"I should like much to see it," returned Charnock, gently; "but I am a busy man." Miranda coloured at the conventional excuse, as Charnock saw. "But it was kind of you to say that. I was glad to hear it," he added.

It was not to the addition she replied, but to his first excuse. "As it is, you have lost two years. I have made you lose them."

"Please!" he exclaimed. "You won't let that trouble you. Promise me! I am a young man; it would be a strange thing if I could not give two years to you. Believe me, Mrs. Warriner, when my time comes, and I turn my face to the wall, whatever may happen between now and then, I shall count those two years as the years for which I have most reason to be thankful."

Miranda turned abruptly away from him and looked out of the window with intense curiosity at nothing whatever. Then she said in a low voice: "I hope that's true; I hope you mean it; I believe you do. I have been much troubled by an old theory of yours, that a woman was a brake on the wheel going up hill, and a whip in the driver's hand going down."
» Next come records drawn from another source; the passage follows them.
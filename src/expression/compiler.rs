use std::collections::HashMap;
use std::sync::{Arc, PoisonError, RwLock};

use crate::expression::ast::Expr;
use crate::expression::parser::parse_with;
use crate::foundation::config::ParseOpts;
use crate::foundation::error::MolangResult;

/// Turns source text into shareable expression templates.
///
/// Identical source compiled with the same `simplify` setting returns the same [`Arc`], so
/// callers may compare templates by pointer. The compiler is `Sync` and is meant to be shared.
#[derive(Debug, Default)]
pub struct MolangCompiler {
    opts: ParseOpts,
    simplified: RwLock<HashMap<String, Arc<Expr>>>,
    raw: RwLock<HashMap<String, Arc<Expr>>>,
}

impl MolangCompiler {
    /// Compiler with explicit parse options.
    pub fn new(opts: ParseOpts) -> Self {
        Self {
            opts,
            ..Default::default()
        }
    }

    /// Parse options in effect.
    pub fn opts(&self) -> &ParseOpts {
        &self.opts
    }

    /// Compile with the configured simplification setting.
    pub fn compile(&self, src: &str) -> MolangResult<Arc<Expr>> {
        self.compile_with(src, self.opts.simplify)
    }

    /// Compile, choosing whether to constant-fold.
    #[tracing::instrument(level = "debug", skip(self))]
    pub fn compile_with(&self, src: &str, simplify: bool) -> MolangResult<Arc<Expr>> {
        if !self.opts.cache {
            return self.compile_uncached(src, simplify).map(Arc::new);
        }
        let cache = if simplify { &self.simplified } else { &self.raw };
        if let Some(hit) = cache
            .read()
            .unwrap_or_else(PoisonError::into_inner)
            .get(src)
        {
            return Ok(Arc::clone(hit));
        }

        let expr = Arc::new(self.compile_uncached(src, simplify)?);
        let mut w = cache.write().unwrap_or_else(PoisonError::into_inner);
        // Another thread may have won the race; keep its template.
        let entry = w.entry(src.to_owned()).or_insert(expr);
        Ok(Arc::clone(entry))
    }

    /// Compile without touching the cache.
    pub fn compile_uncached(&self, src: &str, simplify: bool) -> MolangResult<Expr> {
        let expr = parse_with(src, &self.opts)?;
        Ok(if simplify { expr.simplify() } else { expr })
    }

    /// Compile a constant without parsing.
    pub fn constant(&self, value: f32) -> Arc<Expr> {
        Arc::new(Expr::Constant(value))
    }

    /// Number of cached templates.
    pub fn cached_len(&self) -> usize {
        let s = self.simplified.read().unwrap_or_else(PoisonError::into_inner).len();
        let r = self.raw.read().unwrap_or_else(PoisonError::into_inner).len();
        s + r
    }

    /// Drop every cached template.
    pub fn clear_cache(&self) {
        self.simplified
            .write()
            .unwrap_or_else(PoisonError::into_inner)
            .clear();
        self.raw
            .write()
            .unwrap_or_else(PoisonError::into_inner)
            .clear();
    }
}

#[cfg(test)]
#[path = "../../tests/unit/expression/compiler.rs"]
mod tests;
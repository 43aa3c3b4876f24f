use std::sync::atomic::{AtomicU64, Ordering};

static SEED_COUNTER: AtomicU64 = AtomicU64::new(0x5EED_0F_C0FFEE);

/// Small deterministic generator owned by one evaluation context.
///
/// Contexts are never shared across threads, so each one carries its own state and no locking
/// is needed when particles are evaluated in parallel.
#[derive(Clone, Copy, Debug)]
pub struct Rng64 {
    state: u64,
}

impl Rng64 {
    /// Create a generator from an explicit seed.
    pub fn new(seed: u64) -> Self {
        Self { state: seed }
    }

    /// Create a generator with a seed unique within this process.
    pub fn from_process_counter() -> Self {
        let n = SEED_COUNTER.fetch_add(0x9E37_79B9_7F4A_7C15, Ordering::Relaxed);
        Self::new(n)
    }

    /// Next raw 64-bit sample.
    pub fn next_u64(&mut self) -> u64 {
        // SplitMix64
        self.state = self.state.wrapping_add(0x9E37_79B9_7F4A_7C15);
        let mut z = self.state;
        z = (z ^ (z >> 30)).wrapping_mul(0xBF58_476D_1CE4_E5B9);
        z = (z ^ (z >> 27)).wrapping_mul(0x94D0_49BB_1331_11EB);
        z ^ (z >> 31)
    }

    /// Uniform sample in `[0, 1)`.
    pub fn next_f32_01(&mut self) -> f32 {
        // 24 bits of precision.
        let v = self.next_u64() >> 40;
        (v as f32) * (1.0 / ((1u32 << 24) as f32))
    }
}

#[cfg(test)]
#[path = "../../tests/unit/foundation/rng.rs"]
mod tests;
"I will give you a new theory to replace the old," he answered. "There are always things to do, you know. Suppose that a man has cared for a woman, has set her always within his vision, has always worked for her, for a long while, and has at last come surely, against his will, to know that she was ... despicable, why then, perhaps he might have reason to be disheartened. But otherwise--well, he has things to do and memories to quicken him in the doing of them."

"Thank you," she said simply. "I think what you say is true. I once met a man who found a woman to be despicable, and the world went very ill with him."
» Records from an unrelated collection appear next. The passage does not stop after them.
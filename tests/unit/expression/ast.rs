use super::*;
use crate::parse;

fn refs(src: &str) -> Vec<(Scope, String)> {
    let mut out = Vec::new();
    parse(src)
        .unwrap()
        .for_each_ref(&mut |s, n| out.push((s, n.to_owned())));
    out
}

#[test]
fn scope_aliases_map_to_canonical_prefix() {
    for scope in Scope::ALL {
        assert_eq!(Scope::from_prefix(scope.prefix()), Some(scope));
        let short = &scope.prefix()[..1];
        assert_eq!(Scope::from_prefix(short), Some(scope));
    }
    assert_eq!(Scope::from_prefix("math"), None);
    assert_eq!(Scope::from_prefix("Query"), None);
}

#[test]
fn only_variable_and_temp_are_writable() {
    assert!(Scope::Variable.is_writable());
    assert!(Scope::Temp.is_writable());
    assert!(!Scope::Query.is_writable());
    assert!(!Scope::Context.is_writable());
}

#[test]
fn refs_include_compound_assignment_targets() {
    let got = refs("v.a += q.b; t.c = 1; t.c");
    assert_eq!(
        got,
        vec![
            (Scope::Variable, "a".to_owned()),
            (Scope::Query, "b".to_owned()),
            (Scope::Temp, "c".to_owned()),
        ]
    );
}

#[test]
fn assignments_are_reported_once_each() {
    let mut out = Vec::new();
    parse("v.a = 1; t.b = v.a ? (v.c = 2) : 0")
        .unwrap()
        .for_each_assignment(&mut |s, n| out.push((s, n.to_owned())));
    assert_eq!(
        out,
        vec![
            (Scope::Variable, "a".to_owned()),
            (Scope::Temp, "b".to_owned()),
            (Scope::Variable, "c".to_owned()),
        ]
    );
}

#[test]
fn randomness_propagates_upwards() {
    assert!(parse("1 + math.random(0, 1)").unwrap().is_random());
    assert!(parse("v.x = math.die_roll(2, 1, 6)").unwrap().is_random());
    assert!(!parse("math.sin(query.t) * 2").unwrap().is_random());
}

#[test]
fn shared_constants() {
    assert_eq!(ZERO.as_constant(), Some(0.0));
    assert_eq!(ONE.as_constant(), Some(1.0));
    assert_eq!(Expr::reference(Scope::Query, "x").as_constant(), None);
}
use crate::foundation::error::LexError;

/// Byte range of a token in its source text.
#[derive(Debug, Clone, Copy, PartialEq, Eq)]
pub struct Span {
    /// First byte.
    pub start: usize,
    /// One past the last byte.
    pub end: usize,
}

/// One lexical token.
#[derive(Debug, Clone, PartialEq)]
pub struct Token {
    /// What was recognised; numbers carry their value.
    pub kind: TokenKind,
    /// Where it was recognised.
    pub span: Span,
}

impl Token {
    /// Raw source text of this token.
    pub fn text<'a>(&self, src: &'a str) -> &'a str {
        src.get(self.span.start..self.span.end).unwrap_or("")
    }
}

/// Token kinds.
#[derive(Debug, Clone, PartialEq)]
pub enum TokenKind {
    /// Non-negative numeric literal. A leading `-` is always a separate token.
    Number(f32),
    /// Identifier without dots.
    Ident(String),
    /// Dotted path such as `query.anim_time` or `math.sin`, kept as one token.
    Path(String),

    /// `(`
    LParen,
    /// `)`
    RParen,
    /// `,`
    Comma,
    /// `;`
    Semicolon,

    /// `+`
    Plus,
    /// `-`
    Minus,
    /// `*`
    Star,
    /// `/`
    Slash,
    /// `%`
    Percent,

    /// `!`
    Bang,

    /// `==`
    EqEq,
    /// `!=`
    Ne,
    /// `<`
    Lt,
    /// `<=`
    Le,
    /// `>`
    Gt,
    /// `>=`
    Ge,

    /// `&&`
    AndAnd,
    /// `||`
    OrOr,

    /// `?`
    Question,
    /// `:`
    Colon,

    /// `=`
    Assign,
    /// `+=`
    PlusAssign,
    /// `-=`
    MinusAssign,
    /// `*=`
    StarAssign,
    /// `/=`
    SlashAssign,

    /// End of input.
    Eof,
}

impl TokenKind {
    pub(crate) fn describe(&self) -> String {
        match self {
            Self::Number(v) => format!("number {v}"),
            Self::Ident(s) => format!("identifier '{s}'"),
            Self::Path(s) => format!("'{s}'"),
            Self::LParen => "'('".to_owned(),
            Self::RParen => "')'".to_owned(),
            Self::Comma => "','".to_owned(),
            Self::Semicolon => "';'".to_owned(),
            Self::Plus => "'+'".to_owned(),
            Self::Minus => "'-'".to_owned(),
            Self::Star => "'*'".to_owned(),
            Self::Slash => "'/'".to_owned(),
            Self::Percent => "'%'".to_owned(),
            Self::Bang => "'!'".to_owned(),
            Self::EqEq => "'=='".to_owned(),
            Self::Ne => "'!='".to_owned(),
            Self::Lt => "'<'".to_owned(),
            Self::Le => "'<='".to_owned(),
            Self::Gt => "'>'".to_owned(),
            Self::Ge => "'>='".to_owned(),
            Self::AndAnd => "'&&'".to_owned(),
            Self::OrOr => "'||'".to_owned(),
            Self::Question => "'?'".to_owned(),
            Self::Colon => "':'".to_owned(),
            Self::Assign => "'='".to_owned(),
            Self::PlusAssign => "'+='".to_owned(),
            Self::MinusAssign => "'-='".to_owned(),
            Self::StarAssign => "'*='".to_owned(),
            Self::SlashAssign => "'/='".to_owned(),
            Self::Eof => "end of input".to_owned(),
        }
    }
}

fn is_ident_start(b: u8) -> bool {
    b.is_ascii_alphabetic() || b == b'_'
}

fn is_ident_continue(b: u8) -> bool {
    b.is_ascii_alphanumeric() || b == b'_'
}

/// Split source text into tokens, ending with [`TokenKind::Eof`].
pub fn tokenize(input: &str) -> Result<Vec<Token>, LexError> {
    let mut out = Vec::new();
    let bytes = input.as_bytes();
    let mut i = 0usize;

    while i < bytes.len() {
        let c = bytes[i];
        if c.is_ascii_whitespace() {
            i += 1;
            continue;
        }

        let start = i;

        // Number: [0-9]+(.[0-9]*)? or .[0-9]+
        if c.is_ascii_digit()
            || (c == b'.' && i + 1 < bytes.len() && bytes[i + 1].is_ascii_digit())
        {
            while i < bytes.len() && bytes[i].is_ascii_digit() {
                i += 1;
            }
            if i < bytes.len() && bytes[i] == b'.' {
                i += 1;
                while i < bytes.len() && bytes[i].is_ascii_digit() {
                    i += 1;
                }
            }
            if i < bytes.len() && is_ident_continue(bytes[i]) {
                return Err(LexError::new(i, "invalid character in number"));
            }

            let s = &input[start..i];
            let v: f32 = s
                .parse()
                .map_err(|_| LexError::new(start, format!("invalid number '{s}'")))?;
            if !v.is_finite() {
                return Err(LexError::new(start, format!("number '{s}' is out of range")));
            }
            out.push(Token {
                kind: TokenKind::Number(v),
                span: Span { start, end: i },
            });
            continue;
        }

        // Identifier or dotted path.
        if is_ident_start(c) {
            let mut dotted = false;
            i += 1;
            loop {
                while i < bytes.len() && is_ident_continue(bytes[i]) {
                    i += 1;
                }
                if i + 1 < bytes.len() && bytes[i] == b'.' && is_ident_start(bytes[i + 1]) {
                    dotted = true;
                    i += 1;
                    continue;
                }
                break;
            }
            let s = input[start..i].to_owned();
            let kind = if dotted {
                TokenKind::Path(s)
            } else {
                TokenKind::Ident(s)
            };
            out.push(Token {
                kind,
                span: Span { start, end: i },
            });
            continue;
        }

        // Two-char operators
        if i + 1 < bytes.len() {
            let kind = match &bytes[i..i + 2] {
                b"&&" => Some(TokenKind::AndAnd),
                b"||" => Some(TokenKind::OrOr),
                b"==" => Some(TokenKind::EqEq),
                b"!=" => Some(TokenKind::Ne),
                b"<=" => Some(TokenKind::Le),
                b">=" => Some(TokenKind::Ge),
                b"+=" => Some(TokenKind::PlusAssign),
                b"-=" => Some(TokenKind::MinusAssign),
                b"*=" => Some(TokenKind::StarAssign),
                b"/=" => Some(TokenKind::SlashAssign),
                _ => None,
            };
            if let Some(kind) = kind {
                i += 2;
                out.push(Token {
                    kind,
                    span: Span { start, end: i },
                });
                continue;
            }
        }

        // Single-char tokens
        let kind = match c {
            b'(' => TokenKind::LParen,
            b')' => TokenKind::RParen,
            b',' => TokenKind::Comma,
            b';' => TokenKind::Semicolon,
            b'+' => TokenKind::Plus,
            b'-' => TokenKind::Minus,
            b'*' => TokenKind::Star,
            b'/' => TokenKind::Slash,
            b'%' => TokenKind::Percent,
            b'!' => TokenKind::Bang,
            b'<' => TokenKind::Lt,
            b'>' => TokenKind::Gt,
            b'?' => TokenKind::Question,
            b':' => TokenKind::Colon,
            b'=' => TokenKind::Assign,
            b'&' | b'|' => {
                return Err(LexError::new(
                    start,
                    format!("bitwise operator '{}' is not supported", c as char),
                ));
            }
            b'\'' | b'"' => {
                return Err(LexError::new(start, "string literals are not supported"));
            }
            _ => {
                let ch = input[start..].chars().next().unwrap_or('?');
                return Err(LexError::new(start, format!("unexpected character '{ch}'")));
            }
        };
        i += 1;
        out.push(Token {
            kind,
            span: Span { start, end: i },
        });
    }

    out.push(Token {
        kind: TokenKind::Eof,
        span: Span {
            start: input.len(),
            end: input.len(),
        },
    });
    Ok(out)
}

#[cfg(test)]
#[path = "../../tests/unit/expression/lexer.rs"]
mod tests;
It was of Major Wilbraham she was thinking, who had more than once written to Miranda during these two years, and whose last letter she imagined to be lying then in a drawer of her writing-table at Ronda.

CHAPTER XXIV

[A MIST IN THE CHANNEL ENDS, AS IT BEGAN, THE BOOK]
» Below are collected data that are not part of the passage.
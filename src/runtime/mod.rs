pub(crate) mod context;
pub(crate) mod env;
pub(crate) mod unbound;
use std::sync::Arc;
use std::time::Duration;

use super::*;
use crate::{MolangContext, UnboundLog, parse};

fn ctx() -> MolangContext {
    MolangContext::new()
        .with_seed(1)
        .with_unbound_log(Arc::new(UnboundLog::new(Duration::from_secs(3600))))
}

fn eval(src: &str, env: &mut MolangContext) -> f32 {
    parse(src).unwrap().evaluate(env)
}

#[test]
fn arithmetic_and_comparison() {
    let mut env = ctx();
    assert_eq!(eval("2 + 3 * 4", &mut env), 14.0);
    assert_eq!(eval("(2 + 3) * 4", &mut env), 20.0);
    assert_eq!(eval("7 % 4", &mut env), 3.0);
    assert_eq!(eval("5 % 0", &mut env), 0.0);
    assert_eq!(eval("1 < 2", &mut env), 1.0);
    assert_eq!(eval("2 <= 1", &mut env), 0.0);
    assert_eq!(eval("3 == 3", &mut env), 1.0);
    assert_eq!(eval("!0", &mut env), 1.0);
    assert_eq!(eval("!4", &mut env), 0.0);
    assert_eq!(eval("-(2 - 5)", &mut env), 3.0);
}

#[test]
fn division_by_zero_follows_ieee() {
    let mut env = ctx();
    assert_eq!(eval("1 / 0", &mut env), f32::INFINITY);
    assert!(eval("0 / 0", &mut env).is_nan());
}

#[test]
fn logic_short_circuits() {
    let mut env = ctx();
    assert_eq!(eval("0 && (v.hit = 1)", &mut env), 0.0);
    assert_eq!(eval("1 || (v.hit = 1)", &mut env), 1.0);
    assert_eq!(env.variable("hit"), None);

    assert_eq!(eval("2 && 3", &mut env), 1.0);
    assert_eq!(eval("0 || -2", &mut env), 1.0);
    assert_eq!(eval("0 || 0", &mut env), 0.0);
}

#[test]
fn ternary_evaluates_one_branch() {
    let mut env = ctx();
    assert_eq!(eval("1 ? (v.a = 1) : (v.b = 2)", &mut env), 1.0);
    assert_eq!(env.variable("a"), Some(1.0));
    assert_eq!(env.variable("b"), None);
    assert_eq!(eval("0 ? 5 : 6", &mut env), 6.0);
}

#[test]
fn queries_and_aliases_resolve() {
    let mut env = ctx();
    env.set_query("life_time", 2.0);
    env.set_context("scale", 3.0);
    assert_eq!(eval("query.life_time * q.life_time", &mut env), 4.0);
    assert_eq!(eval("c.scale + context.scale", &mut env), 6.0);
}

#[test]
fn assignments_write_back_and_sequence_returns_last() {
    let mut env = ctx();
    let v = eval("t.a = 2; v.b = t.a * 3; v.b += 1; v.b", &mut env);
    assert_eq!(v, 7.0);
    assert_eq!(env.variable("b"), Some(7.0));
    assert_eq!(env.temp("a"), Some(2.0));
}

#[test]
fn compound_assignment_on_unbound_starts_from_zero() {
    let mut env = ctx();
    assert_eq!(eval("v.count += 1", &mut env), 1.0);
    assert_eq!(eval("v.count *= 5", &mut env), 5.0);
    assert_eq!(eval("v.count -= 1", &mut env), 4.0);
    assert_eq!(eval("v.count /= 2", &mut env), 2.0);
    assert_eq!(env.unbound_log().misses(), 0);
}

#[test]
fn unbound_reads_are_zero_and_rate_limited() {
    let log = Arc::new(UnboundLog::new(Duration::from_secs(3600)));
    let mut env = MolangContext::new().with_unbound_log(Arc::clone(&log));
    let expr = parse("query.missing + 1").unwrap();
    for _ in 0..1000 {
        assert_eq!(expr.evaluate(&mut env), 1.0);
    }
    assert_eq!(log.misses(), 1000);
    assert_eq!(log.logged(), 1);
}

#[test]
fn math_calls_evaluate_arguments() {
    let mut env = ctx();
    env.set_query("x", 4.0);
    assert_eq!(eval("math.sqrt(query.x) + math.abs(-1)", &mut env), 3.0);
    assert_eq!(eval("math.clamp(query.x, 0, 1)", &mut env), 1.0);
    assert_eq!(eval("math.mod(5, 0)", &mut env), 0.0);
}

#[test]
fn random_draws_come_from_the_environment() {
    let expr = parse("math.random(0, 10)").unwrap();
    let mut a = ctx().with_seed(99);
    let mut b = ctx().with_seed(99);
    for _ in 0..8 {
        let v = expr.evaluate(&mut a);
        assert_eq!(v, expr.evaluate(&mut b));
        assert!((0.0..10.0).contains(&v));
    }
    let r = parse("math.random_integer(1, 3)").unwrap();
    for _ in 0..64 {
        let v = r.evaluate(&mut a);
        assert!(v == 1.0 || v == 2.0 || v == 3.0);
    }
}

#[test]
fn apply_binary_matches_operators() {
    assert_eq!(apply_binary(BinaryOp::Ne, 1.0, 2.0), 1.0);
    assert_eq!(apply_binary(BinaryOp::Ge, 2.0, 2.0), 1.0);
    assert_eq!(apply_binary(BinaryOp::And, 1.0, 0.0), 0.0);
    assert_eq!(apply_binary(BinaryOp::Or, 0.0, 3.0), 1.0);
    assert_eq!(truth(true), 1.0);
}
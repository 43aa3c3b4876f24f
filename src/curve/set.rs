use crate::curve::model::Curve;
use crate::expression::ast::Scope;
use crate::expression::compiler::MolangCompiler;
use crate::foundation::error::{MolangError, MolangResult};
use crate::runtime::env::Environment;

/// Named curves whose outputs are published as `variable.<name>`.
#[derive(Debug, Clone, Default)]
pub struct CurveSet {
    curves: Vec<(String, Curve)>,
}

impl CurveSet {
    /// Empty set.
    pub fn new() -> Self {
        Self::default()
    }

    /// Read a `curves` object whose keys are `variable.<name>` (or `v.<name>`).
    ///
    /// Curves keep the order they are declared in, which is the order [`CurveSet::update`]
    /// runs them.
    #[tracing::instrument(level = "debug", skip_all)]
    pub fn from_json(value: &serde_json::Value, compiler: &MolangCompiler) -> MolangResult<Self> {
        let obj = value
            .as_object()
            .ok_or_else(|| MolangError::serde("curves must be a JSON object"))?;
        let mut set = Self::new();
        for (key, def) in obj {
            let name = key
                .strip_prefix("variable.")
                .or_else(|| key.strip_prefix("v."))
                .filter(|n| !n.is_empty())
                .ok_or_else(|| {
                    MolangError::construction(format!("'{key}' is not a valid variable name"))
                })?;
            let curve = Curve::from_json(def, compiler).inspect_err(|e| {
                tracing::debug!(curve = %key, error = %e, "rejected curve definition");
            })?;
            set.insert(name, curve);
        }
        tracing::debug!(count = set.len(), "loaded curves");
        Ok(set)
    }

    /// Add or replace the curve published as `variable.<name>`.
    pub fn insert(&mut self, name: impl Into<String>, curve: Curve) {
        let name = name.into();
        match self.curves.iter_mut().find(|(n, _)| *n == name) {
            Some(slot) => slot.1 = curve,
            None => self.curves.push((name, curve)),
        }
    }

    /// Curve published as `variable.<name>`.
    pub fn get(&self, name: &str) -> Option<&Curve> {
        self.curves.iter().find(|(n, _)| n == name).map(|(_, c)| c)
    }

    /// Number of curves.
    pub fn len(&self) -> usize {
        self.curves.len()
    }

    /// Whether the set has no curves.
    pub fn is_empty(&self) -> bool {
        self.curves.is_empty()
    }

    /// Iterate `(name, curve)` in insertion order.
    pub fn iter(&self) -> impl Iterator<Item = (&str, &Curve)> {
        self.curves.iter().map(|(n, c)| (n.as_str(), c))
    }

    /// Evaluate every curve in order and store each result in `variable.<name>`.
    ///
    /// Later curves can read earlier outputs. Order is insertion order, or declaration order
    /// for sets loaded with [`CurveSet::from_json`].
    pub fn update<E: Environment + ?Sized>(&self, env: &mut E) {
        for (name, curve) in &self.curves {
            let v = curve.evaluate(env);
            env.assign(Scope::Variable, name, v);
        }
    }
}

#[cfg(test)]
#[path = "../../tests/unit/curve/set.rs"]
mod tests;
But that letter was in Ralph Warriner's pocket, as he walked the deck of the P. and O. It was dated from a hotel at Dartmouth, whence, said the Major, he was starting on a little cruise westwards in the company of a young gentleman from Oxford who owned a competence and a yacht. The Major would be back at Dartmouth in some six weeks' time and hoped, for Mrs. Warriner's sake, that he would find a registered letter awaiting him. The Major was still upon his cruise, as Ralph Warriner was assured from the recent date of the letter.